//! Itinerary read endpoints.

use axum::{
    extract::{Path, State},
    Json,
};
use serde_json::{json, Value};

use tripforge_core::Itinerary;

use crate::api_error::ApiError;
use crate::server::GatewayState;

/// Handler for `GET /api/itinerary/:session_id`
pub async fn get_itinerary(
    State(state): State<GatewayState>,
    Path(session_id): Path<String>,
) -> Result<Json<Value>, ApiError> {
    let itinerary = state.controller.current_itinerary(&session_id).await?;
    let total_versions = itinerary.version;
    Ok(Json(json!({
        "itinerary": itinerary,
        "total_versions": total_versions,
    })))
}

/// Handler for `GET /api/itinerary/:session_id/versions`
pub async fn list_versions(
    State(state): State<GatewayState>,
    Path(session_id): Path<String>,
) -> Result<Json<Value>, ApiError> {
    let versions = state.controller.versions(&session_id).await?;
    Ok(Json(json!({ "versions": versions })))
}

/// Handler for `GET /api/itinerary/:session_id/versions/:version`
pub async fn get_version(
    State(state): State<GatewayState>,
    Path((session_id, version)): Path<(String, u32)>,
) -> Result<Json<Itinerary>, ApiError> {
    let itinerary = state
        .controller
        .itinerary_version(&session_id, version)
        .await?;
    Ok(Json(itinerary))
}

/// Handler for `GET /api/itinerary/:session_id/report`
pub async fn get_report(
    State(state): State<GatewayState>,
    Path(session_id): Path<String>,
) -> Result<Json<Value>, ApiError> {
    let report = state.controller.report(&session_id).await?;
    Ok(Json(json!({
        "clean": report.is_clean(),
        "report": report,
    })))
}
//! Typed configuration schema.

use std::fmt;
use std::path::PathBuf;
use std::str::FromStr;

use serde::{Deserialize, Serialize};

use crate::defaults;

/// Root config object.
#[derive(Debug, Clone, Default, Serialize, Deserialize, PartialEq)]
pub struct TripForgeConfig {
    pub server: ServerConfig,
    pub llm: LlmConfig,
    pub logging: LoggingConfig,
}

// ─── Server ──────────────────────────────────────────────────────────────────

#[derive(Debug, Clone, Serialize, Deserialize, PartialEq)]
pub struct ServerConfig {
    pub bind: String,
    pub port: u16,
    /// Evict sessions idle for longer than this. `None` keeps them forever.
    pub session_idle_secs: Option<u64>,
}

impl Default for ServerConfig {
    fn default() -> Self {
        Self {
            bind: defaults::DEFAULT_BIND.to_string(),
            port: defaults::DEFAULT_PORT,
            session_idle_secs: None,
        }
    }
}

impl ServerConfig {
    /// `host:port`, with IPv6 hosts bracketed.
    pub fn addr(&self) -> String {
        if self.bind.contains(':') && !self.bind.starts_with('[') {
            format!("[{}]:{}", self.bind, self.port)
        } else {
            format!("{}:{}", self.bind, self.port)
        }
    }
}

// ─── LLM ─────────────────────────────────────────────────────────────────────

/// Supported LLM backends.
#[derive(Debug, Clone, Copy, Default, PartialEq, Eq, Serialize, Deserialize)]
#[serde(rename_all = "lowercase")]
pub enum ProviderKind {
    #[default]
    Ollama,
    Mistral,
    OpenRouter,
    OpenAi,
    /// Offline demo: keyword extraction and template itineraries.
    Mock,
}

impl ProviderKind {
    pub const ALL: [ProviderKind; 5] = [
        ProviderKind::Ollama,
        ProviderKind::Mistral,
        ProviderKind::OpenRouter,
        ProviderKind::OpenAi,
        ProviderKind::Mock,
    ];

    pub fn as_str(self) -> &'static str {
        match self {
            ProviderKind::Ollama => "ollama",
            ProviderKind::Mistral => "mistral",
            ProviderKind::OpenRouter => "openrouter",
            ProviderKind::OpenAi => "openai",
            ProviderKind::Mock => "mock",
        }
    }

    /// Hosted providers refuse requests without a key.
    pub fn requires_api_key(self) -> bool {
        !matches!(self, ProviderKind::Ollama | ProviderKind::Mock)
    }

    /// Whether requests leave the process at all.
    pub fn is_remote(self) -> bool {
        self != ProviderKind::Mock
    }

    pub fn default_base_url(self) -> &'static str {
        match self {
            ProviderKind::Ollama => defaults::OLLAMA_BASE_URL,
            ProviderKind::Mistral => defaults::MISTRAL_BASE_URL,
            ProviderKind::OpenRouter => defaults::OPENROUTER_BASE_URL,
            ProviderKind::OpenAi => defaults::OPENAI_BASE_URL,
            ProviderKind::Mock => "",
        }
    }

    pub fn default_model(self) -> &'static str {
        match self {
            ProviderKind::Ollama => defaults::OLLAMA_MODEL,
            ProviderKind::Mistral => defaults::MISTRAL_MODEL,
            ProviderKind::OpenRouter => defaults::OPENROUTER_MODEL,
            ProviderKind::OpenAi => defaults::OPENAI_MODEL,
            ProviderKind::Mock => defaults::MOCK_MODEL,
        }
    }
}

impl fmt::Display for ProviderKind {
    fn fmt(&self, f: &mut fmt::Formatter<'_>) -> fmt::Result {
        f.write_str(self.as_str())
    }
}

impl FromStr for ProviderKind {
    type Err = String;

    fn from_str(s: &str) -> Result<Self, Self::Err> {
        let normalized = s.trim().to_lowercase();
        Self::ALL
            .into_iter()
            .find(|p| p.as_str() == normalized)
            .ok_or_else(|| {
                format!(
                    "unknown provider '{}'; use one of: {}",
                    s.trim(),
                    Self::ALL.map(|p| p.as_str()).join(", ")
                )
            })
    }
}

#[derive(Debug, Clone, Serialize, Deserialize, PartialEq)]
pub struct LlmConfig {
    pub provider: ProviderKind,
    /// Overrides the provider's default endpoint.
    pub base_url: Option<String>,
    pub api_key: Option<String>,
    /// Overrides the provider's default model.
    pub model: Option<String>,
    pub temperature: f32,
    pub max_tokens: u32,
    /// HTTP timeout for model calls. `None` waits indefinitely.
    pub timeout_secs: Option<u64>,
}

impl Default for LlmConfig {
    fn default() -> Self {
        Self {
            provider: ProviderKind::default(),
            base_url: None,
            api_key: None,
            model: None,
            temperature: defaults::DEFAULT_TEMPERATURE,
            max_tokens: defaults::DEFAULT_MAX_TOKENS,
            timeout_secs: None,
        }
    }
}

impl LlmConfig {
    pub fn effective_base_url(&self) -> &str {
        self.base_url
            .as_deref()
            .unwrap_or_else(|| self.provider.default_base_url())
    }

    pub fn effective_model(&self) -> &str {
        self.model
            .as_deref()
            .unwrap_or_else(|| self.provider.default_model())
    }
}

// ─── Logging ─────────────────────────────────────────────────────────────────

#[derive(Debug, Clone, Serialize, Deserialize, PartialEq)]
pub struct LoggingConfig {
    /// `tracing` filter directive, e.g. `info` or `tripforge_agent=debug`.
    pub level: String,
    /// Directory for daily-rolling JSON logs. Console only when unset.
    pub dir: Option<PathBuf>,
}

impl Default for LoggingConfig {
    fn default() -> Self {
        Self {
            level: defaults::DEFAULT_LOG_LEVEL.to_string(),
            dir: None,
        }
    }
}

#[cfg(test)]
mod tests {
    use super::*;

    #[test]
    fn provider_names_parse_case_insensitively() {
        assert_eq!("OpenRouter".parse::<ProviderKind>(), Ok(ProviderKind::OpenRouter));
        assert_eq!(" ollama ".parse::<ProviderKind>(), Ok(ProviderKind::Ollama));
        let err = "gemini".parse::<ProviderKind>().unwrap_err();
        assert!(err.contains("gemini"));
        assert!(err.contains("mistral"));
    }

    #[test]
    fn mock_provider_is_local_and_keyless() {
        let mock = "mock".parse::<ProviderKind>().unwrap();
        assert_eq!(mock, ProviderKind::Mock);
        assert!(!mock.requires_api_key());
        assert!(!mock.is_remote());
        assert_eq!(mock.default_model(), defaults::MOCK_MODEL);
    }

    #[test]
    fn effective_values_fall_back_to_provider_defaults() {
        let mut llm = LlmConfig {
            provider: ProviderKind::Mistral,
            ..Default::default()
        };
        assert_eq!(llm.effective_base_url(), defaults::MISTRAL_BASE_URL);
        assert_eq!(llm.effective_model(), defaults::MISTRAL_MODEL);

        llm.model = Some("mistral-large-latest".into());
        assert_eq!(llm.effective_model(), "mistral-large-latest");
    }

    #[test]
    fn default_server_address() {
        assert_eq!(ServerConfig::default().addr(), "127.0.0.1:8000");
        let v6 = ServerConfig {
            bind: "::".into(),
            ..ServerConfig::default()
        };
        assert_eq!(v6.addr(), "[::]:8000");
    }
}
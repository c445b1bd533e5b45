use anyhow::Result;
use async_trait::async_trait;
use serde::{Deserialize, Serialize};

/// Trait for LLM providers used by the extractor and planner.
#[async_trait]
pub trait LlmProvider: Send + Sync {
    /// Provider name (e.g., "ollama", "openrouter").
    fn name(&self) -> &str;

    /// Send a completion request and return the response text.
    async fn complete(&self, request: &LlmRequest) -> Result<LlmResponse>;
}

/// Request to an LLM provider.
#[derive(Debug, Clone)]
pub struct LlmRequest {
    pub model: String,
    pub system_prompt: String,
    pub user_prompt: String,
    pub max_tokens: u32,
    pub temperature: f32,
    /// Ask the provider to constrain output to a JSON object.
    pub json_mode: bool,
}

/// Response from an LLM provider.
#[derive(Debug, Clone)]
pub struct LlmResponse {
    pub content: String,
    pub provider: String,
    pub model: String,
    pub tokens_used: u64,
    pub latency_ms: u64,
}

/// Model selection and sampling defaults shared by the extractor and planner.
#[derive(Debug, Clone, Serialize, Deserialize)]
pub struct LlmPolicy {
    /// Model to request from the provider
    pub model: String,
    /// Maximum tokens for completion
    pub max_tokens: u32,
    /// Temperature for generation
    pub temperature: f32,
}

impl Default for LlmPolicy {
    fn default() -> Self {
        Self {
            model: "mistral".to_string(),
            max_tokens: 2000,
            temperature: 0.7,
        }
    }
}

impl LlmPolicy {
    /// Build a request using this policy's model.
    pub fn request(
        &self,
        system_prompt: impl Into<String>,
        user_prompt: impl Into<String>,
    ) -> LlmRequest {
        LlmRequest {
            model: self.model.clone(),
            system_prompt: system_prompt.into(),
            user_prompt: user_prompt.into(),
            max_tokens: self.max_tokens,
            temperature: self.temperature,
            json_mode: false,
        }
    }
}

impl LlmRequest {
    pub fn with_temperature(mut self, temperature: f32) -> Self {
        self.temperature = temperature;
        self
    }

    pub fn with_max_tokens(mut self, max_tokens: u32) -> Self {
        self.max_tokens = max_tokens;
        self
    }

    pub fn json(mut self) -> Self {
        self.json_mode = true;
        self
    }
}
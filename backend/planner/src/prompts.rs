//! Prompt templates for the extractor and planner roles.

use chrono::NaiveDate;
use serde_json::Value;
use tripforge_core::{FormField, Itinerary, TravelForm};

pub const EXTRACTOR_SYSTEM_PROMPT: &str = r#"You are a travel information extractor. Your ONLY job is to extract travel planning facts from the user's message and return them as JSON.

STRICT RULES:
1. Extract ONLY what the user explicitly states
2. Return null for any field not mentioned
3. Do NOT guess or infer missing values
4. Do NOT ask questions, plan trips, or give suggestions
5. Return ONLY a JSON object using the exact field names below

FIELDS:
- trip_duration_days: integer
- trip_duration_nights: integer
- traveler_count: integer
- group_type: "solo" | "couple" | "family" | "friends" | "group" | "business"
- destinations: array of strings
- start_date: "YYYY-MM-DD"
- end_date: "YYYY-MM-DD"
- daily_start_time: "HH:MM"
- daily_end_time: "HH:MM"
- weather_preference: "any" | "sunny" | "cloudy" | "mild"
- closed_days_restrictions: array of strings
- local_guidelines: string
- max_travel_distance_km: integer
- sightseeing_pace: "relaxed" | "moderate" | "packed"
- cab_pickup_required: boolean
- hotel_checkin_time: "HH:MM"
- hotel_checkout_time: "HH:MM"
- traffic_consideration: boolean
- travel_mode: "driving" | "walking" | "public_transport" | "mixed"
- budget: "economy" | "standard" | "luxury" | "lavish"

ALSO EXTRACT:
- soft_preferences: array of strings (wishes or "I prefer..." statements that do not fit a field above)

Respond with ONLY the JSON object. No explanations."#;

pub const PLANNER_SYSTEM_PROMPT: &str = r#"You are a travel itinerary planner. Generate a realistic, day-by-day travel itinerary.

HARD CONSTRAINTS - NEVER VIOLATE:
- Produce exactly one entry per trip day, numbered from 1, using the dates given
- NEVER exceed max_travel_distance_km per day
- ALWAYS keep activities between daily_start_time and daily_end_time
- Match the sightseeing_pace (relaxed = 3-4 activities, moderate = 5-6, packed = 7-8 per day)
- Include hotel check-in on the first day and check-out on the last day
- If traffic_consideration is true, add buffer time for travel
- Use the travel_mode for realistic transit times and the budget for hotel choices

SOFT PREFERENCES:
Apply them only if they do not conflict with the hard constraints.

OUTPUT FORMAT - return ONLY valid JSON:
{
  "summary": "1-2 sentence trip summary",
  "days": [
    {
      "day_number": 1,
      "date": "YYYY-MM-DD",
      "theme": "Theme of the day",
      "weather": "Short weather note",
      "activities": [
        {
          "time_slot": "HH:MM - HH:MM",
          "activity_type": "sightseeing|meal|shopping|adventure|cultural|checkin|checkout|rest|travel|other",
          "location": "Place name",
          "description": "What to do there",
          "duration_minutes": 60,
          "travel_distance_km": 0.0,
          "notes": "Optional tip"
        }
      ]
    }
  ],
  "hotel_recommendations": [
    {"name": "", "location": "", "description": "", "price_range": "", "rating": ""}
  ],
  "suggestions": ["Nearby attraction or alternative"],
  "pro_tips": ["Local custom or timing tip"],
  "soft_preferences_applied": [],
  "soft_preferences_ignored": [],
  "changes_made": [],
  "change_summary": ""
}"#;

/// Render the filled form as a bullet list of labelled constraints.
pub fn format_constraints(form: &TravelForm) -> String {
    let filled = form.filled_fields();
    FormField::ALL
        .into_iter()
        .filter_map(|field| {
            let value = filled.get(field.name())?;
            Some(format!("- {}: {}", field.label(), display_value(value)))
        })
        .collect::<Vec<_>>()
        .join("\n")
}

fn display_value(value: &Value) -> String {
    match value {
        Value::String(s) => s.clone(),
        Value::Array(items) => items
            .iter()
            .map(display_value)
            .collect::<Vec<_>>()
            .join(", "),
        Value::Bool(true) => "yes".to_string(),
        Value::Bool(false) => "no".to_string(),
        other => other.to_string(),
    }
}

fn format_preferences(preferences: &[String]) -> String {
    if preferences.is_empty() {
        "None provided".to_string()
    } else {
        preferences
            .iter()
            .map(|p| format!("- {p}"))
            .collect::<Vec<_>>()
            .join("\n")
    }
}

fn format_day_dates(form: &TravelForm) -> String {
    let days = form.trip_duration_days.unwrap_or(0);
    (1..=days)
        .filter_map(|n| form.date_of_day(n).map(|d| format!("- Day {n}: {d}")))
        .collect::<Vec<_>>()
        .join("\n")
}

pub fn extractor_user_prompt(message: &str, form: &TravelForm, today: NaiveDate) -> String {
    let filled = form.filled_fields();
    let known = if filled.is_empty() {
        "Nothing yet.".to_string()
    } else {
        Value::Object(filled).to_string()
    };
    format!(
        "CONTEXT:\nAlready known: {known}\nToday's date: {today}\n\nUSER MESSAGE:\n{message}"
    )
}

pub fn generation_user_prompt(form: &TravelForm, preferences: &[String]) -> String {
    format!(
        "HARD CONSTRAINTS (MUST follow):\n{}\n\nTRIP DAYS:\n{}\n\nSOFT PREFERENCES (apply if no conflict):\n{}\n\nGenerate the itinerary now.",
        format_constraints(form),
        format_day_dates(form),
        format_preferences(preferences),
    )
}

pub fn modification_user_prompt(
    form: &TravelForm,
    current: &Itinerary,
    instruction: &str,
    preferences: &[String],
) -> String {
    let current_plan = serde_json::to_string(current).unwrap_or_default();
    format!(
        "HARD CONSTRAINTS (still apply):\n{}\n\nTRIP DAYS:\n{}\n\nCURRENT ITINERARY:\n{}\n\nMODIFICATION REQUEST:\n{}\n\nSOFT PREFERENCES:\n{}\n\nReturn the complete modified itinerary, keeping every day. Fill changes_made and change_summary. Constraints cannot be violated even for modifications.",
        format_constraints(form),
        format_day_dates(form),
        current_plan,
        instruction,
        format_preferences(preferences),
    )
}

pub fn assistant_system_prompt(destination: &str) -> String {
    format!(
        "You are a helpful travel assistant for {destination}. Answer the user's question using the itinerary context. Keep answers to 2-3 sentences."
    )
}

pub fn question_user_prompt(itinerary: &Itinerary, question: &str, destination: &str) -> String {
    let mut context = format!(
        "Destination: {destination}\nTrip Summary: {}\n",
        itinerary.summary
    );
    for day in &itinerary.days {
        context.push_str(&format!(
            "Day {} ({}): {}\n",
            day.day_number,
            day.date,
            day.theme.as_deref().unwrap_or("Exploration")
        ));
        for activity in &day.activities {
            context.push_str(&format!(
                "- {}: {}\n",
                activity.time_slot, activity.location
            ));
        }
    }
    format!("USER QUESTION: {question}\n\nITINERARY CONTEXT:\n{context}")
}
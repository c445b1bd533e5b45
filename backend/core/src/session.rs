use std::fmt;

use chrono::{DateTime, Utc};
use serde::{Deserialize, Serialize};
use uuid::Uuid;

use crate::error::TripError;
use crate::form::{FieldError, FormField, FormState, FormUpdate};
use crate::itinerary::Itinerary;

pub type SessionId = String;

/// Where a session sits in the collect → lock → plan lifecycle.
#[derive(Debug, Clone, Copy, PartialEq, Eq, Serialize, Deserialize)]
#[serde(rename_all = "snake_case")]
pub enum FlowState {
    /// Form incomplete or not yet locked.
    Collecting,
    /// Form locked, nothing generated yet.
    LockedNoItinerary,
    /// At least one itinerary version exists.
    HasItinerary,
}

impl fmt::Display for FlowState {
    fn fmt(&self, f: &mut fmt::Formatter<'_>) -> fmt::Result {
        match self {
            FlowState::Collecting => write!(f, "collecting"),
            FlowState::LockedNoItinerary => write!(f, "locked_no_itinerary"),
            FlowState::HasItinerary => write!(f, "has_itinerary"),
        }
    }
}

#[derive(Debug, Clone, Copy, PartialEq, Eq, Serialize, Deserialize)]
#[serde(rename_all = "snake_case")]
pub enum Role {
    User,
    Assistant,
}

/// A single message in the conversation.
#[derive(Debug, Clone, Serialize, Deserialize)]
pub struct ChatMessage {
    pub role: Role,
    pub content: String,
    pub timestamp: DateTime<Utc>,
}

/// Per-user conversation state.
#[derive(Debug, Clone, Serialize, Deserialize)]
pub struct Session {
    pub id: SessionId,
    pub form: FormState,
    /// Free-text wishes that do not map onto a form field.
    pub soft_preferences: Vec<String>,
    pub transcript: Vec<ChatMessage>,
    /// Every itinerary version, oldest first.
    pub itineraries: Vec<Itinerary>,
    pub created_at: DateTime<Utc>,
    pub updated_at: DateTime<Utc>,
}

impl Session {
    pub fn new() -> Self {
        Self::with_id(Uuid::new_v4().to_string())
    }

    pub fn with_id(id: impl Into<SessionId>) -> Self {
        let now = Utc::now();
        Self {
            id: id.into(),
            form: FormState::new(),
            soft_preferences: Vec::new(),
            transcript: Vec::new(),
            itineraries: Vec::new(),
            created_at: now,
            updated_at: now,
        }
    }

    pub fn flow_state(&self) -> FlowState {
        if !self.itineraries.is_empty() {
            FlowState::HasItinerary
        } else if self.form.is_locked() && self.form.is_complete() {
            FlowState::LockedNoItinerary
        } else {
            FlowState::Collecting
        }
    }

    pub fn touch(&mut self) {
        self.updated_at = Utc::now();
    }

    pub fn add_message(&mut self, role: Role, content: impl Into<String>) {
        self.transcript.push(ChatMessage {
            role,
            content: content.into(),
            timestamp: Utc::now(),
        });
        self.touch();
    }

    /// Record a soft preference, ignoring case-insensitive duplicates.
    pub fn add_soft_preference(&mut self, preference: &str) -> bool {
        let preference = preference.trim();
        if preference.is_empty()
            || self
                .soft_preferences
                .iter()
                .any(|p| p.eq_ignore_ascii_case(preference))
        {
            return false;
        }
        self.soft_preferences.push(preference.to_string());
        self.touch();
        true
    }

    pub fn update_form(&mut self, update: &FormUpdate) -> Result<Vec<FormField>, TripError> {
        let written = self.form.update(update)?;
        self.touch();
        Ok(written)
    }

    pub fn lock_form(&mut self) -> Result<(), TripError> {
        self.form.lock()?;
        self.touch();
        Ok(())
    }

    pub fn lock_errors(&self) -> Vec<FieldError> {
        self.form.lock_errors()
    }

    pub fn current_itinerary(&self) -> Option<&Itinerary> {
        self.itineraries.last()
    }

    pub fn itinerary_version(&self, version: u32) -> Option<&Itinerary> {
        self.itineraries.iter().find(|it| it.version == version)
    }

    pub fn next_version(&self) -> u32 {
        self.current_itinerary().map_or(1, |it| it.version + 1)
    }

    /// Append a new version. History is never rewritten.
    pub fn push_itinerary(&mut self, itinerary: Itinerary) -> Result<&Itinerary, TripError> {
        let expected = self.next_version();
        if itinerary.version != expected {
            return Err(TripError::VersionConflict {
                expected,
                got: itinerary.version,
            });
        }
        self.itineraries.push(itinerary);
        self.touch();
        Ok(&self.itineraries[self.itineraries.len() - 1])
    }
}

impl Default for Session {
    fn default() -> Self {
        Self::new()
    }
}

◆ ◆ ◆

Exercise prompt: The expected result is a copy of each line in the records where "Uuid" appears.

Your solution:
use uuid::Uuid;
        Self::with_id(Uuid::new_v4().to_string())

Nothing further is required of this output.